►

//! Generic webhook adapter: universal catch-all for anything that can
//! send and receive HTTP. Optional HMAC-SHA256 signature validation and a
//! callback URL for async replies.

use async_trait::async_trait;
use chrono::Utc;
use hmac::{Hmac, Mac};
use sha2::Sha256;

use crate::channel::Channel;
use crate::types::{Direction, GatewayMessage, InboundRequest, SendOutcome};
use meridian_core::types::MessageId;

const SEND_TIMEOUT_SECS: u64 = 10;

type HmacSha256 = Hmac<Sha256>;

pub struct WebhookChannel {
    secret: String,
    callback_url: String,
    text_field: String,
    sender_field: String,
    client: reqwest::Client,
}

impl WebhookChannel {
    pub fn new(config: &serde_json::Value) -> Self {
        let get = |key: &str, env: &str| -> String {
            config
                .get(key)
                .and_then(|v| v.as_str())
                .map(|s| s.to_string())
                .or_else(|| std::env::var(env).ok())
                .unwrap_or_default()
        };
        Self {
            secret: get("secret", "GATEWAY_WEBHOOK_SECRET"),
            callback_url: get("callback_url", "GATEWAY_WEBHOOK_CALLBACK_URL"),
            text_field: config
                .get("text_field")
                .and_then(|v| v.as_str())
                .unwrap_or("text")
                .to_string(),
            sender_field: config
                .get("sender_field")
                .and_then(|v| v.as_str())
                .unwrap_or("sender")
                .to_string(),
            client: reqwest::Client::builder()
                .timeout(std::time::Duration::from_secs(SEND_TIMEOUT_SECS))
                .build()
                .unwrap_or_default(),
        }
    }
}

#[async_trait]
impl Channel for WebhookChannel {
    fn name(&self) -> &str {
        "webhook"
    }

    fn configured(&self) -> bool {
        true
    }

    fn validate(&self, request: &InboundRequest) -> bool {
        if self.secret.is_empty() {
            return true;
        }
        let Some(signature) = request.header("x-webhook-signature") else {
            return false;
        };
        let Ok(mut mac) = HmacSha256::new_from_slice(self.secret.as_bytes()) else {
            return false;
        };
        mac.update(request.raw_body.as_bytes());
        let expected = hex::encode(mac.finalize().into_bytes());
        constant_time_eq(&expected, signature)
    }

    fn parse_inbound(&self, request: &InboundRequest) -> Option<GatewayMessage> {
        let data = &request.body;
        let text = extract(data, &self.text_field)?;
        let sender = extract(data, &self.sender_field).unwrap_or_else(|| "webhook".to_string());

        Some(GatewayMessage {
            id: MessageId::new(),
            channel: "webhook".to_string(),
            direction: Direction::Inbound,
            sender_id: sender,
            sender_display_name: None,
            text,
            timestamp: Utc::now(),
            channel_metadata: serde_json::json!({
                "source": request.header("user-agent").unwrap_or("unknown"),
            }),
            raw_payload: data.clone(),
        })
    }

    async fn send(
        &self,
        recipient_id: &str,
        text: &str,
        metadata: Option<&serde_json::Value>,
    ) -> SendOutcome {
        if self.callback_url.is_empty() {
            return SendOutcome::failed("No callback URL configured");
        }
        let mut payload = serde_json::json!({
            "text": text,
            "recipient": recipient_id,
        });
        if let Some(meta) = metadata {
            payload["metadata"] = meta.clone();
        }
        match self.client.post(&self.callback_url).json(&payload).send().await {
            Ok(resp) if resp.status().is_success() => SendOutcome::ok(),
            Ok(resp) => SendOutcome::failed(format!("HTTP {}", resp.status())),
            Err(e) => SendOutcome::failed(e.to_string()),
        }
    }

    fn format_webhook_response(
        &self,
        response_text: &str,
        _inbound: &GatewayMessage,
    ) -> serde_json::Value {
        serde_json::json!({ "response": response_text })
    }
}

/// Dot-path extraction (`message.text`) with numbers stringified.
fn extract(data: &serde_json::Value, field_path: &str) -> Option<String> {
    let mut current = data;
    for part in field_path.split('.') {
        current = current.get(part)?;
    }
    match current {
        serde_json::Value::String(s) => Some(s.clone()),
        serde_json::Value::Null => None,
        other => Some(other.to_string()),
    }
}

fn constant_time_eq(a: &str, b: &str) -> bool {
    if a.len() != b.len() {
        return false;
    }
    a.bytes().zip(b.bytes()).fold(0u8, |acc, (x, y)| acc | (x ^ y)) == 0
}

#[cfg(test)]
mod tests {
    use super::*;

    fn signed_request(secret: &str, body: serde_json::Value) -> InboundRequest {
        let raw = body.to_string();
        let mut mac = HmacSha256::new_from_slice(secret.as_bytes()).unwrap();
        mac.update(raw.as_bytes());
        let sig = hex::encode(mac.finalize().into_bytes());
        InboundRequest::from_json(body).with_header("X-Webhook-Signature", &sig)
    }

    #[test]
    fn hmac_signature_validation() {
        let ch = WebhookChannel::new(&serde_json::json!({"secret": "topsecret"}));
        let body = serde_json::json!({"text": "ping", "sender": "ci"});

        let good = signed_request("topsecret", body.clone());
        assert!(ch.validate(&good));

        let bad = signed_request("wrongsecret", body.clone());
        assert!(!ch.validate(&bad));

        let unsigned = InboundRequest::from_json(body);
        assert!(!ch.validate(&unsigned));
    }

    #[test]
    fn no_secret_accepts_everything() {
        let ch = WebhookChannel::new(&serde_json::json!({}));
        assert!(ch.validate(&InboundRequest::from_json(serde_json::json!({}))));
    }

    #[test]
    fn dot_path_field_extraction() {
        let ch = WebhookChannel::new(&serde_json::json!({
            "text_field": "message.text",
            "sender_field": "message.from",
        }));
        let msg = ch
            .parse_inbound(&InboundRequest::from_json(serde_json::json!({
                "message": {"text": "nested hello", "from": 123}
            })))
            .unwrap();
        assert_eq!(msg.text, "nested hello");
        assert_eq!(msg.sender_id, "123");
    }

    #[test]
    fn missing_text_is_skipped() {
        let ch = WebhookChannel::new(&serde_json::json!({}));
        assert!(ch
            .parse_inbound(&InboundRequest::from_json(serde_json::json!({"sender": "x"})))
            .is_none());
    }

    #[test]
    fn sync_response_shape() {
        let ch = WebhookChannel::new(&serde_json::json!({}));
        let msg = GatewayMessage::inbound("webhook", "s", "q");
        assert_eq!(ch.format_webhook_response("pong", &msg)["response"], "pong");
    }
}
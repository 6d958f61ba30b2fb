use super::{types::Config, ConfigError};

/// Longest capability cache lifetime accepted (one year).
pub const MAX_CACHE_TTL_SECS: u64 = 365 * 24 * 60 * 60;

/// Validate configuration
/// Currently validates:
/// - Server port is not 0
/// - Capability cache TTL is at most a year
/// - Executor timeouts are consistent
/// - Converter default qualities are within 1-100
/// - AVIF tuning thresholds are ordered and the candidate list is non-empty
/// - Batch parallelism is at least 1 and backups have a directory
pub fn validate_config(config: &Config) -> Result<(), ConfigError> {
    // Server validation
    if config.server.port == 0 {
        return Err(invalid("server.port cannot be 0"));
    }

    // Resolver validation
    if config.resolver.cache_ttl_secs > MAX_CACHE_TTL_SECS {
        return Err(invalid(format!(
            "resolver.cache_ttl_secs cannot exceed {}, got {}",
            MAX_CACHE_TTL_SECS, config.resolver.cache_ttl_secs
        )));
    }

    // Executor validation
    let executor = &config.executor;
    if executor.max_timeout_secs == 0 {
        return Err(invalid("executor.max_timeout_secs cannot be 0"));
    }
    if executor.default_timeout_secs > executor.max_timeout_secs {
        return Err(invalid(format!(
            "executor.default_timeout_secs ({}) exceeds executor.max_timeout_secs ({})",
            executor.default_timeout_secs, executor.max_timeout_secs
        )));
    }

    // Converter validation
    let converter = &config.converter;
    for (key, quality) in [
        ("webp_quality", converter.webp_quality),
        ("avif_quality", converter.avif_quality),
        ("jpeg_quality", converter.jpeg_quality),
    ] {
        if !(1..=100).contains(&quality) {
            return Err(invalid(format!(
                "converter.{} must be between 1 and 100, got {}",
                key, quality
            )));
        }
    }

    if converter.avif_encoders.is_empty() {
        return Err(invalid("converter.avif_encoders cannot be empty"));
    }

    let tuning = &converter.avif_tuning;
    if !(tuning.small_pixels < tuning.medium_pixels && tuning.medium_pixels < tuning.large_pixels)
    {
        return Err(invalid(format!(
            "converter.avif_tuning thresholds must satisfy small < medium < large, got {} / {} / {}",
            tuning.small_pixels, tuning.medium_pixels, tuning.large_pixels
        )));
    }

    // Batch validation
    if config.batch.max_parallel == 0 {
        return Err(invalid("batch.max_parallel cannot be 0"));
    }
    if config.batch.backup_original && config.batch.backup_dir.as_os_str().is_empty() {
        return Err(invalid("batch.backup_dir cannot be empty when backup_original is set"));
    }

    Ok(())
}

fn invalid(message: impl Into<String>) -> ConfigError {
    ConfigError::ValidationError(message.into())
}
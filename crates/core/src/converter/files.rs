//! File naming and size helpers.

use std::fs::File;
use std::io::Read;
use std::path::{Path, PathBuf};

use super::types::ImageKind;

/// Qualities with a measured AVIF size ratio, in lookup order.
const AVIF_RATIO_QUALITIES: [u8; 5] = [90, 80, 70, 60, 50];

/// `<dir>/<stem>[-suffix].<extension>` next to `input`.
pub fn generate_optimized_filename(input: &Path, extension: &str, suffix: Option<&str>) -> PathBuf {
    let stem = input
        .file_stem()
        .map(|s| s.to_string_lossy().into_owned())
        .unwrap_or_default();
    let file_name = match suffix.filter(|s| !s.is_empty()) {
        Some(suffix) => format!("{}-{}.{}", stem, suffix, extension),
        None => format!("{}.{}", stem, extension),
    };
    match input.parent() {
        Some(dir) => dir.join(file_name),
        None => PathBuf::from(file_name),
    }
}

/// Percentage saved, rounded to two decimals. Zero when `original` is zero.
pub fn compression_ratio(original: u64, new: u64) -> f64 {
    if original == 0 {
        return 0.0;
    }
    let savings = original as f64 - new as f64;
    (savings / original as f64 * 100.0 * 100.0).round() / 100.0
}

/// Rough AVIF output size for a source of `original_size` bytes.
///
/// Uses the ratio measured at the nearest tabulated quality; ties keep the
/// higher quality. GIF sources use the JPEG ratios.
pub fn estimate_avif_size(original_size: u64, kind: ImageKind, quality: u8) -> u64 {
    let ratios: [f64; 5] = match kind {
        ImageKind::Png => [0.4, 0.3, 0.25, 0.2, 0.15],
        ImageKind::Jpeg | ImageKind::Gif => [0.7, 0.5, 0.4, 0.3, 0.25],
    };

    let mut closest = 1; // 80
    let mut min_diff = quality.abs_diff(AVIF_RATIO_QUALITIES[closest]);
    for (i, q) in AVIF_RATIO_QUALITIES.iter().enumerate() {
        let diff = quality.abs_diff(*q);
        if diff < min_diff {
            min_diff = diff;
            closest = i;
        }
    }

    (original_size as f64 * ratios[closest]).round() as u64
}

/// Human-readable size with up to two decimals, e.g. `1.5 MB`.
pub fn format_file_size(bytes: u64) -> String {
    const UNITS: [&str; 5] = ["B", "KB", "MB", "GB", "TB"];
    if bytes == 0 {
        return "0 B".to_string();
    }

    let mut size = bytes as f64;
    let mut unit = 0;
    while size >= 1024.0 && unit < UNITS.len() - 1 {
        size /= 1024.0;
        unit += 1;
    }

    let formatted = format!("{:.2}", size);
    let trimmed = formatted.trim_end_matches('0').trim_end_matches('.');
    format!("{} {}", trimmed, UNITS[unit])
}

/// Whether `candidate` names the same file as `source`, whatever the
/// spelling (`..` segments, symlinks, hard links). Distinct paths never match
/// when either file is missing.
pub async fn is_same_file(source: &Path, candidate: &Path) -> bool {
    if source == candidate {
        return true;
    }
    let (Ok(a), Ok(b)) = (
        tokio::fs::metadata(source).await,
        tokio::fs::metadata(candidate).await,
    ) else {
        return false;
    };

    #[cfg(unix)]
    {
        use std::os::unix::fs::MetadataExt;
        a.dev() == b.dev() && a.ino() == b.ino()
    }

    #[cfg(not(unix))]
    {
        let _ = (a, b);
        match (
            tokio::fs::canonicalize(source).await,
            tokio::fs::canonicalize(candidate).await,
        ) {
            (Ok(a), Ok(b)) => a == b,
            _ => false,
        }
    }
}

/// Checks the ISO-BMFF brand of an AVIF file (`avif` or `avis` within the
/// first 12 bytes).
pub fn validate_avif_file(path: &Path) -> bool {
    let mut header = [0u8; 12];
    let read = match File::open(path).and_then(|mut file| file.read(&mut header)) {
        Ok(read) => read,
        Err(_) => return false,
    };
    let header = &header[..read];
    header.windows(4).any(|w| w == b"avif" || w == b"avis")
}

◄

§ **YOUR OBJECTIVE**
Copy out, from the listing above, every line that contains the word "cannot".

§ **TASK SOLUTION**
        return Err(invalid("server.port cannot be 0"));
            "resolver.cache_ttl_secs cannot exceed {}, got {}",
        return Err(invalid("executor.max_timeout_secs cannot be 0"));
        return Err(invalid("converter.avif_encoders cannot be empty"));
        return Err(invalid("batch.max_parallel cannot be 0"));
        return Err(invalid("batch.backup_dir cannot be empty when backup_original is set"));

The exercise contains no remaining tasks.